Stored entries:
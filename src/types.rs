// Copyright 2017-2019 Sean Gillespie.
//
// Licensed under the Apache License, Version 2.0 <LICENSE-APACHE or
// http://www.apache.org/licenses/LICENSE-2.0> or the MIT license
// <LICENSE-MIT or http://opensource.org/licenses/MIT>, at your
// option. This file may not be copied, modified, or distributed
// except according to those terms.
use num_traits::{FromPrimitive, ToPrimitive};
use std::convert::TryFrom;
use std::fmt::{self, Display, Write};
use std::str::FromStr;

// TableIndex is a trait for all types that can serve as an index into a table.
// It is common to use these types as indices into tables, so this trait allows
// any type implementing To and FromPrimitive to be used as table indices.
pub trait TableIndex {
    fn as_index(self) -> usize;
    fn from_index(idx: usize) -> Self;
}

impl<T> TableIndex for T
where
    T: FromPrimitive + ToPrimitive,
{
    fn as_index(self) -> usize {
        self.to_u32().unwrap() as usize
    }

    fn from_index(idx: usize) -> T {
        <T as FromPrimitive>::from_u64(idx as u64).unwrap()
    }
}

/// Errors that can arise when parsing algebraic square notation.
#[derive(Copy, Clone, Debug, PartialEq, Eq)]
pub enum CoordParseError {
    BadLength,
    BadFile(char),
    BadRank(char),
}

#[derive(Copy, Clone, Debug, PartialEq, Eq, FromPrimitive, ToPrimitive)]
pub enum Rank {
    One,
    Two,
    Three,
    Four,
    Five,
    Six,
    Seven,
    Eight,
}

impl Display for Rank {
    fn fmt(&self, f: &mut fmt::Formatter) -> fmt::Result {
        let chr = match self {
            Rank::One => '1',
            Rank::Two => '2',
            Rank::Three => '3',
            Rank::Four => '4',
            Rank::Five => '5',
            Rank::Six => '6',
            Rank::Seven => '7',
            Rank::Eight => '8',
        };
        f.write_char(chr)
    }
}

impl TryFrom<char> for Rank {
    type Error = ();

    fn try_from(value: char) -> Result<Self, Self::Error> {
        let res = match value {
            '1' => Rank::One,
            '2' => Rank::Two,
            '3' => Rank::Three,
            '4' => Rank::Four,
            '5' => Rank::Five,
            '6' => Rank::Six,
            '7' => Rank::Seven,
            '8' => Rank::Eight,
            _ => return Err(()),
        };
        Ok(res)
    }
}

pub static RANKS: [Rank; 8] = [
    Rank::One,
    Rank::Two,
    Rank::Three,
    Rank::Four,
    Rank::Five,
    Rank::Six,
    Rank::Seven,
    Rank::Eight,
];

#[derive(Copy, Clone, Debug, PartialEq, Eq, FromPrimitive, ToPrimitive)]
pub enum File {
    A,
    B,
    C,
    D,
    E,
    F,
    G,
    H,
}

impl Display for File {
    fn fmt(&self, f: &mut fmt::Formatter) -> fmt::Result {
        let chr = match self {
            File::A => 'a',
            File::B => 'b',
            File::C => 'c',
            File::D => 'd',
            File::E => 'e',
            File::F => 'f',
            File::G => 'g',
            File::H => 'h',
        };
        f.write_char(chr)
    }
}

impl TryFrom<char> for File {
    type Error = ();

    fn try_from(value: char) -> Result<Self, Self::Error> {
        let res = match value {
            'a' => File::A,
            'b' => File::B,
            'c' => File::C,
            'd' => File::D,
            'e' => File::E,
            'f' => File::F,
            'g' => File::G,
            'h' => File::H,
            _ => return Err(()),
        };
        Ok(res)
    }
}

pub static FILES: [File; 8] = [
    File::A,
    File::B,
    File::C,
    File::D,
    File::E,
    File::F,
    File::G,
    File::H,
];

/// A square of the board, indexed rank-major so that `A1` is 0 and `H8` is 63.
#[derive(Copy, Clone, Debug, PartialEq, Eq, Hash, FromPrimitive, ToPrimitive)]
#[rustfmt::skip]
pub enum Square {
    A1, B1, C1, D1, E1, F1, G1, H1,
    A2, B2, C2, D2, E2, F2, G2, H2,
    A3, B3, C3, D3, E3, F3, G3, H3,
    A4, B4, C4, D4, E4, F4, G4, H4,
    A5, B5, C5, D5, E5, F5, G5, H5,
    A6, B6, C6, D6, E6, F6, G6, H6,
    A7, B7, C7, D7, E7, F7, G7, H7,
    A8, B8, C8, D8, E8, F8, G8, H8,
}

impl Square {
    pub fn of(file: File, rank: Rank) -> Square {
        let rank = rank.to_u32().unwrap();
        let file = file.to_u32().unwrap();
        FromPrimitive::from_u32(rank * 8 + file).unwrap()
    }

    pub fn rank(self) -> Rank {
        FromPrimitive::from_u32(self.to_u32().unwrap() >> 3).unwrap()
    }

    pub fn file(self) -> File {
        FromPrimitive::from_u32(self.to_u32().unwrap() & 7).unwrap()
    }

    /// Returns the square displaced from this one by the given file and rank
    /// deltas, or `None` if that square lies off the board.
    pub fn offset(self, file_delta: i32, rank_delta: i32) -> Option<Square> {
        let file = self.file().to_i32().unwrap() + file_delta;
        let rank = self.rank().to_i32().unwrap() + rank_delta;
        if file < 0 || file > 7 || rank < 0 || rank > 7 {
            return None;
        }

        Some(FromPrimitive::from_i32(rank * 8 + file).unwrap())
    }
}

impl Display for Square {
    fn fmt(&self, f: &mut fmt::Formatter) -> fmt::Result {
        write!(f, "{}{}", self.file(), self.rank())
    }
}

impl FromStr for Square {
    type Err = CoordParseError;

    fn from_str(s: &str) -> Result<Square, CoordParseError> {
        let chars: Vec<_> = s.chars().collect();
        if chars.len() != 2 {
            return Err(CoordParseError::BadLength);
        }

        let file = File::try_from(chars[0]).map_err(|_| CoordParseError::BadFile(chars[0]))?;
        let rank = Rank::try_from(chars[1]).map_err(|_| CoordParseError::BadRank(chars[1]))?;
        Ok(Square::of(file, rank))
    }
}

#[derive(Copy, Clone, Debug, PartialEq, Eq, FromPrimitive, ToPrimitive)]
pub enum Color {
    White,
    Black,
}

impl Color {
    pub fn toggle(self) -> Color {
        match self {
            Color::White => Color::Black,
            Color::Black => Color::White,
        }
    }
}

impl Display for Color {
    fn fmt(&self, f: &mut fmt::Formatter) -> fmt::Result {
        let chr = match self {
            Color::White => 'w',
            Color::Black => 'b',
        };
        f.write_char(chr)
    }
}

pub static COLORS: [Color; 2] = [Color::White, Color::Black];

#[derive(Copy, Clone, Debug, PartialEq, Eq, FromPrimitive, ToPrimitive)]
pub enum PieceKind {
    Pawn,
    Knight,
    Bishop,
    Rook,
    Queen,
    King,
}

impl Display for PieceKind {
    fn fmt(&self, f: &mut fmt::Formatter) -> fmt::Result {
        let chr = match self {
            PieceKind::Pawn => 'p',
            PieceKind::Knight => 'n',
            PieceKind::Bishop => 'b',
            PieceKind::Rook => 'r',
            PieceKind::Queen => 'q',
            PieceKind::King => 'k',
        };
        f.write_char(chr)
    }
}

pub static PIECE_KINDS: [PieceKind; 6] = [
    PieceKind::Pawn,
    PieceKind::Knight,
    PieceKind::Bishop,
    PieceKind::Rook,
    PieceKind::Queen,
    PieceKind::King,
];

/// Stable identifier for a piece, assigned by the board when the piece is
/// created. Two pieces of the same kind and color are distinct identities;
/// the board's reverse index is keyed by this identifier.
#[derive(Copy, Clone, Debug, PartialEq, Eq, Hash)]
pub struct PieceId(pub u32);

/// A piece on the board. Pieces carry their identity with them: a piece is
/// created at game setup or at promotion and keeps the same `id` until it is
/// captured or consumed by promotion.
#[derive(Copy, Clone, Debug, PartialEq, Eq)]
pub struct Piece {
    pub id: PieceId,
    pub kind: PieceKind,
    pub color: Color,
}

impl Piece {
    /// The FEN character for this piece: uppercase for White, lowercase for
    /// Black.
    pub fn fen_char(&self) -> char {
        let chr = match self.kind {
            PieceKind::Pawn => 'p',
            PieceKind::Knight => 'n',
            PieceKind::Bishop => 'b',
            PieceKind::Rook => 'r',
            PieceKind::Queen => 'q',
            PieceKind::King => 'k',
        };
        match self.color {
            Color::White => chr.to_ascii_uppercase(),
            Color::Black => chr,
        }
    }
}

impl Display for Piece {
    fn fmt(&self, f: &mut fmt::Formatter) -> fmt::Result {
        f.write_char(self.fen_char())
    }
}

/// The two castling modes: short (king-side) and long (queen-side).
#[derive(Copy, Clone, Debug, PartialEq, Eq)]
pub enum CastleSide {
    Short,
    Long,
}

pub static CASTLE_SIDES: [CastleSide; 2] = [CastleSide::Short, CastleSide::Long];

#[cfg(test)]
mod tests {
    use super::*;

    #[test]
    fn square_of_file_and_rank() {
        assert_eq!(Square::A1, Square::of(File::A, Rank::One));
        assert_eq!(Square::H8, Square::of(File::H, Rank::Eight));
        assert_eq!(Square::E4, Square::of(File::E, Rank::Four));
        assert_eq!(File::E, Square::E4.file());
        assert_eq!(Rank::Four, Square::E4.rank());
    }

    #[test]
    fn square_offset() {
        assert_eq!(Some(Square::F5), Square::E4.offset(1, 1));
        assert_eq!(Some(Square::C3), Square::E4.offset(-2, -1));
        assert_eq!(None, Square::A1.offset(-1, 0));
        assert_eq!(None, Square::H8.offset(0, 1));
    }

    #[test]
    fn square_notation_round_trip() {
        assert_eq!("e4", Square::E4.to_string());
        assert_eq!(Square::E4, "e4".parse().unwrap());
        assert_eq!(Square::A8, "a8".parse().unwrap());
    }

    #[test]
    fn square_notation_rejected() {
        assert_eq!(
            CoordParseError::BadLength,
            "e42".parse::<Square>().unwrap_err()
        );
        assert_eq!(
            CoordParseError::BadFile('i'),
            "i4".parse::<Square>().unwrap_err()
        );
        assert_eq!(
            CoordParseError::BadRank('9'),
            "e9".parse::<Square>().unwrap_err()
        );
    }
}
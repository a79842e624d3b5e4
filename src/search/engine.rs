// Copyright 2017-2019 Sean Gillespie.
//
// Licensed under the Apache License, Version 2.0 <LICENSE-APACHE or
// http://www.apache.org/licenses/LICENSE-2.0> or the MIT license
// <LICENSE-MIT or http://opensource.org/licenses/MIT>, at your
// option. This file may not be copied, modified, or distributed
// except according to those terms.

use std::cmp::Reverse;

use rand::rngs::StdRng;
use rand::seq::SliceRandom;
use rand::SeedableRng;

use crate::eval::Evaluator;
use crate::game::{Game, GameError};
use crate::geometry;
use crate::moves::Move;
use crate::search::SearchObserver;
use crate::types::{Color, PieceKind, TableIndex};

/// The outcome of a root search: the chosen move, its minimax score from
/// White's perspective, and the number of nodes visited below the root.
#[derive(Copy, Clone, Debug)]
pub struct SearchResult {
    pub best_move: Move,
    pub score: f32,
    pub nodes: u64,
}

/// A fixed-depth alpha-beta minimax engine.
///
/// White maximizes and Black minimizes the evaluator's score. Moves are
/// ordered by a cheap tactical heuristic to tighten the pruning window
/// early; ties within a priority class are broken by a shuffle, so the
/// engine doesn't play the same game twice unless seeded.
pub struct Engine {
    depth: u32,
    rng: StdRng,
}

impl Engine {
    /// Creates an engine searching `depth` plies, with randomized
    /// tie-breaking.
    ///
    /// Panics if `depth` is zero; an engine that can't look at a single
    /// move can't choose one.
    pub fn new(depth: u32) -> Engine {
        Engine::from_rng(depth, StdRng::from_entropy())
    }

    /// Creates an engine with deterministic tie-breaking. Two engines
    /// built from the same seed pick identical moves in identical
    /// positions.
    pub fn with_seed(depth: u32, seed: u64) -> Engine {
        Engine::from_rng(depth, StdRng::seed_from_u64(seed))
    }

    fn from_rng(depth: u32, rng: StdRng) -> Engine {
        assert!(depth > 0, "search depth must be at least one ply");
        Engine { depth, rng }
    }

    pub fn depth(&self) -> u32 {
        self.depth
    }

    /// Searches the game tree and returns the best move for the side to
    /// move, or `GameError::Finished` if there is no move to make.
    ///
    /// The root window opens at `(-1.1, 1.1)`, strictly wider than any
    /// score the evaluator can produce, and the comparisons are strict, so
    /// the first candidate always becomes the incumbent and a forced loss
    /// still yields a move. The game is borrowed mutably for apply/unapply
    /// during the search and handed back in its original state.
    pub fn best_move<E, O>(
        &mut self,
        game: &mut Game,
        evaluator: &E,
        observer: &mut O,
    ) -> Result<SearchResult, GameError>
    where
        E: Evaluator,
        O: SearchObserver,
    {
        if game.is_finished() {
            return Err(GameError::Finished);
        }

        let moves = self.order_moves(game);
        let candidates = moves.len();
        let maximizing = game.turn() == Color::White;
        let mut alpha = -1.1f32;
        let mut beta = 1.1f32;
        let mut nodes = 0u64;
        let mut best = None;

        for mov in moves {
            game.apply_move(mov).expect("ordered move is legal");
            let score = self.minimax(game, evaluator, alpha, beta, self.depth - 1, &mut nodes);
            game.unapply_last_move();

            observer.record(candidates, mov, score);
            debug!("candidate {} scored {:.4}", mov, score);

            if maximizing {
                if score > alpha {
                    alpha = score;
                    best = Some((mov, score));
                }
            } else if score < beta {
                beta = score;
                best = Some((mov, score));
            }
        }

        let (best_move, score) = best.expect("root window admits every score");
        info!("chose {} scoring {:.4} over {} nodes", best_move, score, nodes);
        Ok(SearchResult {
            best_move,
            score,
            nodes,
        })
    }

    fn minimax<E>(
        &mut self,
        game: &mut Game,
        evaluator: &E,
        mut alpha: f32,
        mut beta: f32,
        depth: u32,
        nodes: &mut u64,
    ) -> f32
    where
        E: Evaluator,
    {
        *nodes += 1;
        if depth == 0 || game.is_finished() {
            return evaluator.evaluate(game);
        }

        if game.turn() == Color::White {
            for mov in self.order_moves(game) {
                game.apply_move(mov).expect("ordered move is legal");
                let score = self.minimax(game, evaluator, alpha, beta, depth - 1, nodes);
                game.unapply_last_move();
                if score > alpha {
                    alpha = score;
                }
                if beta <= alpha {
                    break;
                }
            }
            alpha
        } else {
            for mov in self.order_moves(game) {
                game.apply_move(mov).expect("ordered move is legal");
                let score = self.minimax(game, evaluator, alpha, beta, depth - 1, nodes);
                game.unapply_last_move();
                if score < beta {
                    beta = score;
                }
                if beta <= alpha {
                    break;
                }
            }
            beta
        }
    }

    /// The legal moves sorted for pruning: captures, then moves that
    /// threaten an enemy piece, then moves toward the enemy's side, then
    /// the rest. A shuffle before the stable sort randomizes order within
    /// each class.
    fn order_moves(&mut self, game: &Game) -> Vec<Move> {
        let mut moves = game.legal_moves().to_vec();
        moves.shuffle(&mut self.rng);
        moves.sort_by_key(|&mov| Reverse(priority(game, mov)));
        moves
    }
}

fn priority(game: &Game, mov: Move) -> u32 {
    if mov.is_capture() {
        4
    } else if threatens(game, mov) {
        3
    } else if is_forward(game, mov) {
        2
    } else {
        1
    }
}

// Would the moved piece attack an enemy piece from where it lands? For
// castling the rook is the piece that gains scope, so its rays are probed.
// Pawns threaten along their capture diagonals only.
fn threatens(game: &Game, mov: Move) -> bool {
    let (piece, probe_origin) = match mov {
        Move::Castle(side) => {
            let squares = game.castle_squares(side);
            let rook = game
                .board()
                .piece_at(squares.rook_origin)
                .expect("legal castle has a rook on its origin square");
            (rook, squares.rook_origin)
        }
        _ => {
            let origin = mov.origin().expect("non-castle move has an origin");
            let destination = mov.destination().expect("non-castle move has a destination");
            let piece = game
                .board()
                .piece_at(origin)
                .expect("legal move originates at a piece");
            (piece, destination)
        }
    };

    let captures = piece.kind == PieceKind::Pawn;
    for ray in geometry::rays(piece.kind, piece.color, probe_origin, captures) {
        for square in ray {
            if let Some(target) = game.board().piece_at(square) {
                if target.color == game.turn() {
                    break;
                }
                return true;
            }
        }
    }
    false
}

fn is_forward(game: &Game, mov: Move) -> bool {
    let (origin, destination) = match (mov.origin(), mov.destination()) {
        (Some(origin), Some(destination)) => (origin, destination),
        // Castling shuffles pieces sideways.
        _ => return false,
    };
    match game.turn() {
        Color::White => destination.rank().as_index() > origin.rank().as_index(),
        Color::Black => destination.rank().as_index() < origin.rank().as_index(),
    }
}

*Task brief*
If a line in the entries holds the string "root", copy it.

*The answer*
/// The outcome of a root search: the chosen move, its minimax score from
/// White's perspective, and the number of nodes visited below the root.
    /// The root window opens at `(-1.1, 1.1)`, strictly wider than any
        let (best_move, score) = best.expect("root window admits every score");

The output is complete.